Does telephone-delivered exercise advice and support by physiotherapists improve pain and/or function in people with knee osteoarthritis? Telecare randomised controlled trial.

Br J Sports Med 2020 Jul 20;54(13):790-797. Epub 2019 Nov 20.

Centre for Health, Exercise and Sports Medicine, The University of Melbourne, Melbourne, Victoria, Australia.

Objective: Evaluate a physiotherapist-led telephone-delivered exercise advice and support intervention for people with knee osteoarthritis.

Methods: Participant-blinded, assessor-blinded randomised controlled trial. 175 people were randomly allocated to (1) existing telephone service (≥1 nurse consultation for self-management advice) or (2) exercise advice and support (5-10 consultations with a physiotherapist trained in behaviour change for a personalised strengthening and physical activity programme) plus the existing service. Primary outcomes were overall knee pain (Numerical Rating Scale, range 0-10) and physical function (Western Ontario and McMaster Universities Osteoarthritis Index, range 0-68) at 6 months. Secondary outcomes, cost-effectiveness and 12-month follow-up were included.
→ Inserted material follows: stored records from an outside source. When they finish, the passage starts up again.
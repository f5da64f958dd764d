//! Collection store configuration.

use serde::{Deserialize, Serialize};

/// Connection settings for the collection store.
#[derive(Debug, Clone, Serialize, Deserialize)]
#[serde(default)]
pub struct DatabaseConfig {
    /// Store backend: `"postgres"` or `"memory"`.
    pub provider: String,
    /// PostgreSQL connection URL.
    pub url: String,
    /// Upper bound on pooled connections.
    pub max_connections: u32,
    /// Connections kept open while idle.
    pub min_connections: u32,
    /// Seconds to wait when acquiring a connection.
    pub connect_timeout_seconds: u64,
    /// Seconds before an idle connection is reaped.
    pub idle_timeout_seconds: u64,
}

impl Default for DatabaseConfig {
    fn default() -> Self {
        Self {
            provider: "postgres".to_string(),
            url: String::new(),
            max_connections: 20,
            min_connections: 5,
            connect_timeout_seconds: 10,
            idle_timeout_seconds: 300,
        }
    }
}
//! PostgreSQL activity store.

use async_trait::async_trait;
use chrono::{DateTime, Utc};
use sqlx::PgPool;
use uuid::Uuid;

use cumulus_core::error::{AppError, ErrorKind};
use cumulus_core::result::AppResult;
use cumulus_core::types::{ListRange, Page};
use cumulus_entity::activity::{ActivityRecord, CreateActivity};

use crate::stores::ActivityStore;

/// Activity store backed by the `activities` table.
#[derive(Debug, Clone)]
pub struct PgActivityStore {
    pool: PgPool,
}

impl PgActivityStore {
    /// Create a new activity store.
    pub fn new(pool: PgPool) -> Self {
        Self { pool }
    }
}

#[async_trait]
impl ActivityStore for PgActivityStore {
    async fn append(&self, data: &CreateActivity) -> AppResult<ActivityRecord> {
        sqlx::query_as::<_, ActivityRecord>(
            "INSERT INTO activities (user_id, action, target_id, target_name, target_type, details) \
             VALUES ($1, $2, $3, $4, $5, $6) RETURNING *",
        )
        .bind(data.user_id)
        .bind(data.action)
        .bind(data.target_id)
        .bind(&data.target_name)
        .bind(data.target_type)
        .bind(&data.details)
        .fetch_one(&self.pool)
        .await
        .map_err(|e| AppError::with_source(ErrorKind::Database, "Failed to append activity", e))
    }

    async fn list_by_user(
        &self,
        user_id: Uuid,
        range: &ListRange,
    ) -> AppResult<Page<ActivityRecord>> {
        let total: i64 = sqlx::query_scalar("SELECT COUNT(*) FROM activities WHERE user_id = $1")
            .bind(user_id)
            .fetch_one(&self.pool)
            .await
            .map_err(|e| {
                AppError::with_source(ErrorKind::Database, "Failed to count activities", e)
            })?;

        let records = sqlx::query_as::<_, ActivityRecord>(
            "SELECT * FROM activities WHERE user_id = $1 \
             ORDER BY created_at DESC LIMIT $2 OFFSET $3",
        )
        .bind(user_id)
        .bind(range.limit())
        .bind(range.offset())
        .fetch_all(&self.pool)
        .await
        .map_err(|e| AppError::with_source(ErrorKind::Database, "Failed to list activities", e))?;

        Ok(Page::new(records, total as u64, range))
    }

    async fn delete_older_than(&self, cutoff: DateTime<Utc>, limit: i64) -> AppResult<u64> {
        let result = sqlx::query(
            "DELETE FROM activities WHERE id IN \
             (SELECT id FROM activities WHERE created_at < $1 ORDER BY created_at ASC LIMIT $2)",
        )
        .bind(cutoff)
        .bind(limit)
        .execute(&self.pool)
        .await
        .map_err(|e| AppError::with_source(ErrorKind::Database, "Failed to prune activities", e))?;
        Ok(result.rows_affected())
    }
}
//! Limit/offset extraction for list endpoints.

use serde::Deserialize;

use cumulus_core::types::ListRange;

/// Query-string form of a list window; both fields optional.
#[derive(Debug, Clone, Copy, Default, Deserialize)]
pub struct RangeQuery {
    /// Maximum number of items to return.
    pub limit: Option<u32>,
    /// Number of items to skip.
    pub offset: Option<u32>,
}

impl RangeQuery {
    /// Resolve against defaults and the global maximum.
    pub fn resolve(&self) -> ListRange {
        let defaults = ListRange::default();
        ListRange::new(
            self.limit.unwrap_or(defaults.limit),
            self.offset.unwrap_or(defaults.offset),
        )
    }
}
//! PostgreSQL file store.

use async_trait::async_trait;
use chrono::{DateTime, Utc};
use sqlx::PgPool;
use uuid::Uuid;

use cumulus_core::error::{AppError, ErrorKind};
use cumulus_core::result::AppResult;
use cumulus_core::types::{ListRange, Page};
use cumulus_entity::file::{CreateFile, File};

use crate::stores::FileStore;

/// File store backed by the `files` table.
#[derive(Debug, Clone)]
pub struct PgFileStore {
    pool: PgPool,
}

impl PgFileStore {
    /// Create a new file store.
    pub fn new(pool: PgPool) -> Self {
        Self { pool }
    }
}

#[async_trait]
impl FileStore for PgFileStore {
    async fn find_by_id(&self, id: Uuid) -> AppResult<Option<File>> {
        sqlx::query_as::<_, File>("SELECT * FROM files WHERE id = $1")
            .bind(id)
            .fetch_optional(&self.pool)
            .await
            .map_err(|e| AppError::with_source(ErrorKind::Database, "Failed to find file", e))
    }

    async fn list(
        &self,
        owner_id: Uuid,
        folder_id: Option<Uuid>,
        range: &ListRange,
    ) -> AppResult<Page<File>> {
        let (total, files) = if let Some(folder) = folder_id {
            let total: i64 = sqlx::query_scalar(
                "SELECT COUNT(*) FROM files WHERE owner_id = $1 AND folder_id = $2",
            )
            .bind(owner_id)
            .bind(folder)
            .fetch_one(&self.pool)
            .await
            .map_err(|e| AppError::with_source(ErrorKind::Database, "Failed to count files", e))?;
            let files = sqlx::query_as::<_, File>(
                "SELECT * FROM files WHERE owner_id = $1 AND folder_id = $2 \
                 ORDER BY created_at DESC LIMIT $3 OFFSET $4",
            )
            .bind(owner_id)
            .bind(folder)
            .bind(range.limit())
            .bind(range.offset())
            .fetch_all(&self.pool)
            .await
            .map_err(|e| AppError::with_source(ErrorKind::Database, "Failed to list files", e))?;
            (total, files)
        } else {
            let total: i64 = sqlx::query_scalar(
                "SELECT COUNT(*) FROM files WHERE owner_id = $1 AND folder_id IS NULL",
            )
            .bind(owner_id)
            .fetch_one(&self.pool)
            .await
            .map_err(|e| AppError::with_source(ErrorKind::Database, "Failed to count files", e))?;
            let files = sqlx::query_as::<_, File>(
                "SELECT * FROM files WHERE owner_id = $1 AND folder_id IS NULL \
                 ORDER BY created_at DESC LIMIT $2 OFFSET $3",
            )
            .bind(owner_id)
            .bind(range.limit())
            .bind(range.offset())
            .fetch_all(&self.pool)
            .await
            .map_err(|e| AppError::with_source(ErrorKind::Database, "Failed to list files", e))?;
            (total, files)
        };

        Ok(Page::new(files, total as u64, range))
    }

    async fn create(&self, data: &CreateFile) -> AppResult<File> {
        sqlx::query_as::<_, File>(
            "INSERT INTO files \
             (name, original_name, size_bytes, mime_type, storage_id, folder_id, owner_id, path, tags) \
             VALUES ($1, $2, $3, $4, $5, $6, $7, $8, $9) RETURNING *",
        )
        .bind(&data.name)
        .bind(&data.original_name)
        .bind(data.size_bytes)
        .bind(&data.mime_type)
        .bind(&data.storage_id)
        .bind(data.folder_id)
        .bind(data.owner_id)
        .bind(&data.path)
        .bind(&data.tags)
        .fetch_one(&self.pool)
        .await
        .map_err(|e| AppError::with_source(ErrorKind::Database, "Failed to create file", e))
    }

    async fn rename(&self, id: Uuid, new_name: &str) -> AppResult<File> {
        sqlx::query_as::<_, File>(
            "UPDATE files SET name = $2, updated_at = NOW() WHERE id = $1 RETURNING *",
        )
        .bind(id)
        .bind(new_name)
        .fetch_optional(&self.pool)
        .await
        .map_err(|e| AppError::with_source(ErrorKind::Database, "Failed to rename file", e))?
        .ok_or_else(|| AppError::not_found(format!("File {id} not found")))
    }

    async fn move_to(&self, id: Uuid, folder_id: Option<Uuid>, path: &str) -> AppResult<File> {
        sqlx::query_as::<_, File>(
            "UPDATE files SET folder_id = $2, path = $3, updated_at = NOW() \
             WHERE id = $1 RETURNING *",
        )
        .bind(id)
        .bind(folder_id)
        .bind(path)
        .fetch_optional(&self.pool)
        .await
        .map_err(|e| AppError::with_source(ErrorKind::Database, "Failed to move file", e))?
        .ok_or_else(|| AppError::not_found(format!("File {id} not found")))
    }

    async fn set_share_state(
        &self,
        id: Uuid,
        is_shared: bool,
        share_token: Option<&str>,
        share_expiry: Option<DateTime<Utc>>,
    ) -> AppResult<()> {
        sqlx::query(
            "UPDATE files SET is_shared = $2, share_token = $3, share_expiry = $4, \
             updated_at = NOW() WHERE id = $1",
        )
        .bind(id)
        .bind(is_shared)
        .bind(share_token)
        .bind(share_expiry)
        .execute(&self.pool)
        .await
        .map_err(|e| {
            AppError::with_source(ErrorKind::Database, "Failed to update file share state", e)
        })?;
        Ok(())
    }

    async fn delete(&self, id: Uuid) -> AppResult<bool> {
        let result = sqlx::query("DELETE FROM files WHERE id = $1")
            .bind(id)
            .execute(&self.pool)
            .await
            .map_err(|e| AppError::with_source(ErrorKind::Database, "Failed to delete file", e))?;
        Ok(result.rows_affected() > 0)
    }

    async fn search(&self, owner_id: Uuid, query: &str, limit: i64) -> AppResult<Vec<File>> {
        sqlx::query_as::<_, File>(
            "SELECT * FROM files WHERE owner_id = $1 AND name ILIKE '%' || $2 || '%' \
             ORDER BY created_at DESC LIMIT $3",
        )
        .bind(owner_id)
        .bind(query)
        .bind(limit)
        .fetch_all(&self.pool)
        .await
        .map_err(|e| AppError::with_source(ErrorKind::Database, "Failed to search files", e))
    }
}
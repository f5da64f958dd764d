//! Share endpoints, including the unauthenticated token landing.

use axum::extract::{Path, Query, State};
use axum::Json;
use serde::Deserialize;
use uuid::Uuid;

use cumulus_entity::share::ShareUpdate;
use cumulus_service::share::CreateShareRequest as SvcCreateShare;

use crate::dto::request::CreateShareRequest;
use crate::dto::response::{message, ok};
use crate::error::ApiError;
use crate::extractors::{AuthUser, RangeQuery};
use crate::state::AppState;

/// Query parameters for `GET /api/sharing`.
#[derive(Debug, Deserialize)]
pub struct ListSharesQuery {
    /// Window limit.
    pub limit: Option<u32>,
    /// Window offset.
    pub offset: Option<u32>,
}

/// POST /api/sharing
pub async fn create_share(
    State(state): State<AppState>,
    auth: AuthUser,
    Json(req): Json<CreateShareRequest>,
) -> Result<Json<serde_json::Value>, ApiError> {
    let created = state
        .share_service
        .create_share(
            &auth,
            SvcCreateShare {
                resource_id: req.resource_id,
                resource_type: req.resource_type,
                permissions: req.permissions,
                expires_at: req.expires_at,
                is_public: req.is_public,
                shared_with_email: req.shared_with_email,
            },
        )
        .await?;

    Ok(ok(created))
}

/// GET /api/sharing
pub async fn list_shares(
    State(state): State<AppState>,
    auth: AuthUser,
    Query(params): Query<ListSharesQuery>,
) -> Result<Json<serde_json::Value>, ApiError> {
    let range = RangeQuery {
        limit: params.limit,
        offset: params.offset,
    }
    .resolve();

    let page = state.share_service.list_shares(&auth, range).await?;
    Ok(ok(page))
}

/// GET /api/sharing/{token} — the public share-link landing; no
/// authentication on purpose.
pub async fn resolve_share(
    State(state): State<AppState>,
    Path(token): Path<String>,
) -> Result<Json<serde_json::Value>, ApiError> {
    let resolved = state.share_service.resolve_share(&token).await?;
    Ok(ok(resolved))
}

/// PATCH /api/sharing/{id}
pub async fn update_share(
    State(state): State<AppState>,
    auth: AuthUser,
    Path(id): Path<Uuid>,
    Json(update): Json<ShareUpdate>,
) -> Result<Json<serde_json::Value>, ApiError> {
    let share = state.share_service.update_share(&auth, id, update).await?;
    Ok(ok(share))
}

/// DELETE /api/sharing/{id}
pub async fn revoke_share(
    State(state): State<AppState>,
    auth: AuthUser,
    Path(id): Path<Uuid>,
) -> Result<Json<serde_json::Value>, ApiError> {
    state.share_service.revoke_share(&auth, id).await?;
    Ok(message("Share deleted successfully"))
}
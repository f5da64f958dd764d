//! Share link token generation.

use rand::rngs::OsRng;
use rand::RngCore;

/// Number of random bytes per token; hex-encoding doubles the length.
const TOKEN_BYTES: usize = 32;

/// Generates bearer tokens for share links.
///
/// Tokens carry 256 bits of OS-CSPRNG entropy, hex encoded to 64
/// characters; they are the sole credential for public share access.
#[derive(Debug, Clone, Copy, Default)]
pub struct ShareTokenGenerator;

impl ShareTokenGenerator {
    /// Creates a new token generator.
    pub fn new() -> Self {
        Self
    }

    /// Generates a fresh token.
    pub fn generate(&self) -> String {
        let mut bytes = [0u8; TOKEN_BYTES];
        OsRng.fill_bytes(&mut bytes);
        bytes.iter().map(|b| format!("{b:02x}")).collect()
    }
}

#[cfg(test)]
mod tests {
    use super::*;
    use std::collections::HashSet;

    #[test]
    fn test_token_shape() {
        let token = ShareTokenGenerator::new().generate();
        assert_eq!(token.len(), 64);
        assert!(token.chars().all(|c| c.is_ascii_hexdigit()));
    }

    #[test]
    fn test_no_collisions_across_many_tokens() {
        let generator = ShareTokenGenerator::new();
        let tokens: HashSet<String> = (0..10_000).map(|_| generator.generate()).collect();
        assert_eq!(tokens.len(), 10_000);
    }

    #[test]
    fn test_prefixes_do_not_repeat_beyond_chance() {
        // With 64 bits of prefix (16 hex chars), 10k samples colliding
        // would indicate a broken RNG rather than bad luck.
        let generator = ShareTokenGenerator::new();
        let prefixes: HashSet<String> = (0..10_000)
            .map(|_| generator.generate()[..16].to_string())
            .collect();
        assert_eq!(prefixes.len(), 10_000);
    }
}
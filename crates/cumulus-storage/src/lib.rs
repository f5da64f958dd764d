//! # cumulus-storage
//!
//! Blob storage providers for Cumulus. The hierarchy layer addresses blobs
//! only through opaque ids; providers exist for the local filesystem, for
//! process memory (tests), and for S3-compatible object stores behind the
//! `s3` feature.

pub mod gateway;
pub mod providers;

pub use gateway::BlobGateway;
Results: 165 (94%) and 158 (90%) participants were retained at 6 and 12 months, respectively. At 6 months, exercise advice and support resulted in greater improvement in function (mean difference 4.7 (95% CI 1.0 to 8.4)), but not overall pain (0.7, 0.0 to 1.4). Eight of 14 secondary outcomes favoured exercise advice and support at 6 months, including pain on daily activities, walking pain, pain self-efficacy, global improvements across multiple domains (overall improvement, improved pain, improved function and improved physical activity) and satisfaction. By 12 months, most outcomes were similar between groups. Exercise advice and support cost $A514/participant and did not save other health service resources.

Conclusion: Telephone-delivered physiotherapist-led exercise advice and support modestly improved physical function but not the co-primary outcome of knee pain at 6 months. Functional benefits were not sustained at 12 months. The clinical significance of this effect is uncertain.

Trial Registration Number: Australian New Zealand Clinical Trials Registry (#12616000054415).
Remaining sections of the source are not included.